__Problem details__:
Would you please output the records exactly as they appear below?

Stored dataset items
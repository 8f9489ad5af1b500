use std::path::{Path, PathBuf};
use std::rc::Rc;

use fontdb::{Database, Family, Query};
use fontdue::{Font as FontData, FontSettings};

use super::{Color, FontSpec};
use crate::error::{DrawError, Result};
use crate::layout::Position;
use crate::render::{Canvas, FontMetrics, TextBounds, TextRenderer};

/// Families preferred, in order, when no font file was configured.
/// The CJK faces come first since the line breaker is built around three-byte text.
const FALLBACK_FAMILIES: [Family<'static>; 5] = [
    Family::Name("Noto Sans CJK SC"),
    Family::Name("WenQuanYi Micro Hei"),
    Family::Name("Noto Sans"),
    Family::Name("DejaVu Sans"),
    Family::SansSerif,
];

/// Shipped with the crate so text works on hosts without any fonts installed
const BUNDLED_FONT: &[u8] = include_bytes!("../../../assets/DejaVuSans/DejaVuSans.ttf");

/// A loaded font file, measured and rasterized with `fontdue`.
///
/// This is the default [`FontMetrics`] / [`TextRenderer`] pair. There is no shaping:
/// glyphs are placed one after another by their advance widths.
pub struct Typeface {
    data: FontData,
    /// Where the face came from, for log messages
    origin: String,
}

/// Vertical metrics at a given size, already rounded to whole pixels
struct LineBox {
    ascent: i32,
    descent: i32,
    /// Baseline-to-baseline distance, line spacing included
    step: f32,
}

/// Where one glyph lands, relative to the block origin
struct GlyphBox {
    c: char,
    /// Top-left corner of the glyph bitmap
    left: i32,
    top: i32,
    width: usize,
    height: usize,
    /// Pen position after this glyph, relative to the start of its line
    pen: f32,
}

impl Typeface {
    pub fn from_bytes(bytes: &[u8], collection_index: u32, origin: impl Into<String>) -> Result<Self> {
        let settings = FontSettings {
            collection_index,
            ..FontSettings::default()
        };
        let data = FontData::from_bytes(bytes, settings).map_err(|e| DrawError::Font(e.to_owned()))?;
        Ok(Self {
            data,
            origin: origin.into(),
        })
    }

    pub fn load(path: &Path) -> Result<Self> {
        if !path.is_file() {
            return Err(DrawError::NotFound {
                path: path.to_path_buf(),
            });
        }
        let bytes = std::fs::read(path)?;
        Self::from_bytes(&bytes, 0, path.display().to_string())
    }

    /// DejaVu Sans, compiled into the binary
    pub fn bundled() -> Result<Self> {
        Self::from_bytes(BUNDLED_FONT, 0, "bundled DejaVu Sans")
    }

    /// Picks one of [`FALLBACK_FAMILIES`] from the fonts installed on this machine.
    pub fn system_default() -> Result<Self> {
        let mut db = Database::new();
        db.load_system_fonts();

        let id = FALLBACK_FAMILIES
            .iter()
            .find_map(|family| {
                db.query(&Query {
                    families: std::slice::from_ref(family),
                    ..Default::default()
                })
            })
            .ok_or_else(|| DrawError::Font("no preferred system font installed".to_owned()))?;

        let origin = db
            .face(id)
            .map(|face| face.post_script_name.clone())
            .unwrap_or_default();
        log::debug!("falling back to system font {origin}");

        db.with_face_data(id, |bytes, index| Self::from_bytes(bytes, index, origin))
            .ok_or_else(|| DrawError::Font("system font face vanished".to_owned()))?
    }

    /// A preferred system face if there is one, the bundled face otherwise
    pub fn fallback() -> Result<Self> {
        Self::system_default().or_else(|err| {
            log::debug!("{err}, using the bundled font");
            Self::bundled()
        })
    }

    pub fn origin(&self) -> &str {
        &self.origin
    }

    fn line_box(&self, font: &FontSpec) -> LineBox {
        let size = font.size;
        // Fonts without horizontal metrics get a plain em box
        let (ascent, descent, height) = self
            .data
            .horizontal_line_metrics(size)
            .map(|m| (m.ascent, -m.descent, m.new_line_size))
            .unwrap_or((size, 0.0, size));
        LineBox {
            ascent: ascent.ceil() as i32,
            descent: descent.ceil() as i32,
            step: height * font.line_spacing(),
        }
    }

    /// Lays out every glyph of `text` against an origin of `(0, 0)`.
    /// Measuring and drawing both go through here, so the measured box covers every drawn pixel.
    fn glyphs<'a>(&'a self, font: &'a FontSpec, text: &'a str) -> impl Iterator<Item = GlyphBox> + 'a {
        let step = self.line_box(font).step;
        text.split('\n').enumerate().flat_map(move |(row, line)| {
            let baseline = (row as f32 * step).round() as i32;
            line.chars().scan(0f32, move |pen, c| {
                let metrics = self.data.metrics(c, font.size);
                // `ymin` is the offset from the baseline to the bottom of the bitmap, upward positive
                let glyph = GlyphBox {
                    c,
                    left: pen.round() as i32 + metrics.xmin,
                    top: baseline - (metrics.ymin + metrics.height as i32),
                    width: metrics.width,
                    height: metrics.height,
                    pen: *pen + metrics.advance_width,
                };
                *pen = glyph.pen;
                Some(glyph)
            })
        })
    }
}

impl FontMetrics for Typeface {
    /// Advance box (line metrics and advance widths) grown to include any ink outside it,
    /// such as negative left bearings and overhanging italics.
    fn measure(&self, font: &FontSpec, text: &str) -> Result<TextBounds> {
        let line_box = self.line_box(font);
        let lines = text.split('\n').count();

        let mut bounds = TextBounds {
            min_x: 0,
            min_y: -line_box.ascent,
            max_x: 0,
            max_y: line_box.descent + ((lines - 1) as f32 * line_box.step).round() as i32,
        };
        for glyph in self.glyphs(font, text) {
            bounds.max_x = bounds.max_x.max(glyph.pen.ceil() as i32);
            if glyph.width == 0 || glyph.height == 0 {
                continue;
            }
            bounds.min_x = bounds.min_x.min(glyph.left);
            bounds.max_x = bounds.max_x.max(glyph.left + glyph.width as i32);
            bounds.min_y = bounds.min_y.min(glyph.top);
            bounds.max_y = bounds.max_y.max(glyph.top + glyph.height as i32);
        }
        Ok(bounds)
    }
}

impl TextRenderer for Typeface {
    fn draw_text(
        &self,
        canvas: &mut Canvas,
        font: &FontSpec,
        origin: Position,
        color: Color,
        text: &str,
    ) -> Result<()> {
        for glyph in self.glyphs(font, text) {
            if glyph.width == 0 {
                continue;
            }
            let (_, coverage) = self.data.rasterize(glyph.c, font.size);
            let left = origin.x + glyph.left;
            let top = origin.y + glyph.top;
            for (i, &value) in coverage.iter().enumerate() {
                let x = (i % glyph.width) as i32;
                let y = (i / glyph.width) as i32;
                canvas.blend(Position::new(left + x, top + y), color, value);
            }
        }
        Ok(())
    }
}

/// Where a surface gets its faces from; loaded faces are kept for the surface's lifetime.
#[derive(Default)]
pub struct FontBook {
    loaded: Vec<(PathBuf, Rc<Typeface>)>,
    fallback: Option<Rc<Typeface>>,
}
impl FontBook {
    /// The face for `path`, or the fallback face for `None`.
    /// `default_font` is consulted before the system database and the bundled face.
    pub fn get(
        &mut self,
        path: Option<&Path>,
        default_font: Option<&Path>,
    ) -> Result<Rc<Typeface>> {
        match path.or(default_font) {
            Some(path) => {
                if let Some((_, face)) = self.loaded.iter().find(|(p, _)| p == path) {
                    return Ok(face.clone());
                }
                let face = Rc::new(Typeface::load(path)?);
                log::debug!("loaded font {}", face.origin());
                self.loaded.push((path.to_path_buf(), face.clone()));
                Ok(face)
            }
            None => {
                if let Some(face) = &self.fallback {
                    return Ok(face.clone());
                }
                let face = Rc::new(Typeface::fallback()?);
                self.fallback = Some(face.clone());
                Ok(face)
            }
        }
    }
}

__Final answer__:
repository 8f9489ad5af1b500
use std::path::{Path, PathBuf};
use std::rc::Rc;

use fontdb::{Database, Family, Query};
use fontdue::{Font as FontData, FontSettings};

use super::{Color, FontSpec};
use crate::error::{DrawError, Result};
use crate::layout::Position;
use crate::render::{Canvas, FontMetrics, TextBounds, TextRenderer};

/// Families preferred, in order, when no font file was configured.
/// The CJK faces come first since the line breaker is built around three-byte text.
const FALLBACK_FAMILIES: [Family<'static>; 5] = [
    Family::Name("Noto Sans CJK SC"),
    Family::Name("WenQuanYi Micro Hei"),
    Family::Name("Noto Sans"),
    Family::Name("DejaVu Sans"),
    Family::SansSerif,
];

/// Shipped with the crate so text works on hosts without any fonts installed
const BUNDLED_FONT: &[u8] = include_bytes!("../../../assets/DejaVuSans/DejaVuSans.ttf");

/// A loaded font file, measured and rasterized with `fontdue`.
///
/// This is the default [`FontMetrics`] / [`TextRenderer`] pair. There is no shaping:
/// glyphs are placed one after another by their advance widths.
pub struct Typeface {
    data: FontData,
    /// Where the face came from, for log messages
    origin: String,
}

/// Vertical metrics at a given size, already rounded to whole pixels
struct LineBox {
    ascent: i32,
    descent: i32,
    /// Baseline-to-baseline distance, line spacing included
    step: f32,
}

/// Where one glyph lands, relative to the block origin
struct GlyphBox {
    c: char,
    /// Top-left corner of the glyph bitmap
    left: i32,
    top: i32,
    width: usize,
    height: usize,
    /// Pen position after this glyph, relative to the start of its line
    pen: f32,
}

impl Typeface {
    pub fn from_bytes(bytes: &[u8], collection_index: u32, origin: impl Into<String>) -> Result<Self> {
        let settings = FontSettings {
            collection_index,
            ..FontSettings::default()
        };
        let data = FontData::from_bytes(bytes, settings).map_err(|e| DrawError::Font(e.to_owned()))?;
        Ok(Self {
            data,
            origin: origin.into(),
        })
    }

    pub fn load(path: &Path) -> Result<Self> {
        if !path.is_file() {
            return Err(DrawError::NotFound {
                path: path.to_path_buf(),
            });
        }
        let bytes = std::fs::read(path)?;
        Self::from_bytes(&bytes, 0, path.display().to_string())
    }

    /// DejaVu Sans, compiled into the binary
    pub fn bundled() -> Result<Self> {
        Self::from_bytes(BUNDLED_FONT, 0, "bundled DejaVu Sans")
    }

    /// Picks one of [`FALLBACK_FAMILIES`] from the fonts installed on this machine.
    pub fn system_default() -> Result<Self> {
        let mut db = Database::new();
        db.load_system_fonts();

        let id = FALLBACK_FAMILIES
            .iter()
            .find_map(|family| {
                db.query(&Query {
                    families: std::slice::from_ref(family),
                    ..Default::default()
                })
            })
            .ok_or_else(|| DrawError::Font("no preferred system font installed".to_owned()))?;

        let origin = db
            .face(id)
            .map(|face| face.post_script_name.clone())
            .unwrap_or_default();
        log::debug!("falling back to system font {origin}");

        db.with_face_data(id, |bytes, index| Self::from_bytes(bytes, index, origin))
            .ok_or_else(|| DrawError::Font("system font face vanished".to_owned()))?
    }

    /// A preferred system face if there is one, the bundled face otherwise
    pub fn fallback() -> Result<Self> {
        Self::system_default().or_else(|err| {
            log::debug!("{err}, using the bundled font");
            Self::bundled()
        })
    }

    pub fn origin(&self) -> &str {
        &self.origin
    }

    fn line_box(&self, font: &FontSpec) -> LineBox {
        let size = font.size;
        // Fonts without horizontal metrics get a plain em box
        let (ascent, descent, height) = self
            .data
            .horizontal_line_metrics(size)
            .map(|m| (m.ascent, -m.descent, m.new_line_size))
            .unwrap_or((size, 0.0, size));
        LineBox {
            ascent: ascent.ceil() as i32,
            descent: descent.ceil() as i32,
            step: height * font.line_spacing(),
        }
    }

    /// Lays out every glyph of `text` against an origin of `(0, 0)`.
    /// Measuring and drawing both go through here, so the measured box covers every drawn pixel.
    fn glyphs<'a>(&'a self, font: &'a FontSpec, text: &'a str) -> impl Iterator<Item = GlyphBox> + 'a {
        let step = self.line_box(font).step;
        text.split('\n').enumerate().flat_map(move |(row, line)| {
            let baseline = (row as f32 * step).round() as i32;
            line.chars().scan(0f32, move |pen, c| {
                let metrics = self.data.metrics(c, font.size);
                // `ymin` is the offset from the baseline to the bottom of the bitmap, upward positive
                let glyph = GlyphBox {
                    c,
                    left: pen.round() as i32 + metrics.xmin,
                    top: baseline - (metrics.ymin + metrics.height as i32),
                    width: metrics.width,
                    height: metrics.height,
                    pen: *pen + metrics.advance_width,
                };
                *pen = glyph.pen;
                Some(glyph)
            })
        })
    }
}

impl FontMetrics for Typeface {
    /// Advance box (line metrics and advance widths) grown to include any ink outside it,
    /// such as negative left bearings and overhanging italics.
    fn measure(&self, font: &FontSpec, text: &str) -> Result<TextBounds> {
        let line_box = self.line_box(font);
        let lines = text.split('\n').count();

        let mut bounds = TextBounds {
            min_x: 0,
            min_y: -line_box.ascent,
            max_x: 0,
            max_y: line_box.descent + ((lines - 1) as f32 * line_box.step).round() as i32,
        };
        for glyph in self.glyphs(font, text) {
            bounds.max_x = bounds.max_x.max(glyph.pen.ceil() as i32);
            if glyph.width == 0 || glyph.height == 0 {
                continue;
            }
            bounds.min_x = bounds.min_x.min(glyph.left);
            bounds.max_x = bounds.max_x.max(glyph.left + glyph.width as i32);
            bounds.min_y = bounds.min_y.min(glyph.top);
            bounds.max_y = bounds.max_y.max(glyph.top + glyph.height as i32);
        }
        Ok(bounds)
    }
}

impl TextRenderer for Typeface {
    fn draw_text(
        &self,
        canvas: &mut Canvas,
        font: &FontSpec,
        origin: Position,
        color: Color,
        text: &str,
    ) -> Result<()> {
        for glyph in self.glyphs(font, text) {
            if glyph.width == 0 {
                continue;
            }
            let (_, coverage) = self.data.rasterize(glyph.c, font.size);
            let left = origin.x + glyph.left;
            let top = origin.y + glyph.top;
            for (i, &value) in coverage.iter().enumerate() {
                let x = (i % glyph.width) as i32;
                let y = (i / glyph.width) as i32;
                canvas.blend(Position::new(left + x, top + y), color, value);
            }
        }
        Ok(())
    }
}

/// Where a surface gets its faces from; loaded faces are kept for the surface's lifetime.
#[derive(Default)]
pub struct FontBook {
    loaded: Vec<(PathBuf, Rc<Typeface>)>,
    fallback: Option<Rc<Typeface>>,
}
impl FontBook {
    /// The face for `path`, or the fallback face for `None`.
    /// `default_font` is consulted before the system database and the bundled face.
    pub fn get(
        &mut self,
        path: Option<&Path>,
        default_font: Option<&Path>,
    ) -> Result<Rc<Typeface>> {
        match path.or(default_font) {
            Some(path) => {
                if let Some((_, face)) = self.loaded.iter().find(|(p, _)| p == path) {
                    return Ok(face.clone());
                }
                let face = Rc::new(Typeface::load(path)?);
                log::debug!("loaded font {}", face.origin());
                self.loaded.push((path.to_path_buf(), face.clone()));
                Ok(face)
            }
            None => {
                if let Some(face) = &self.fallback {
                    return Ok(face.clone());
                }
                let face = Rc::new(Typeface::fallback()?);
                self.fallback = Some(face.clone());
                Ok(face)
            }
        }
    }
}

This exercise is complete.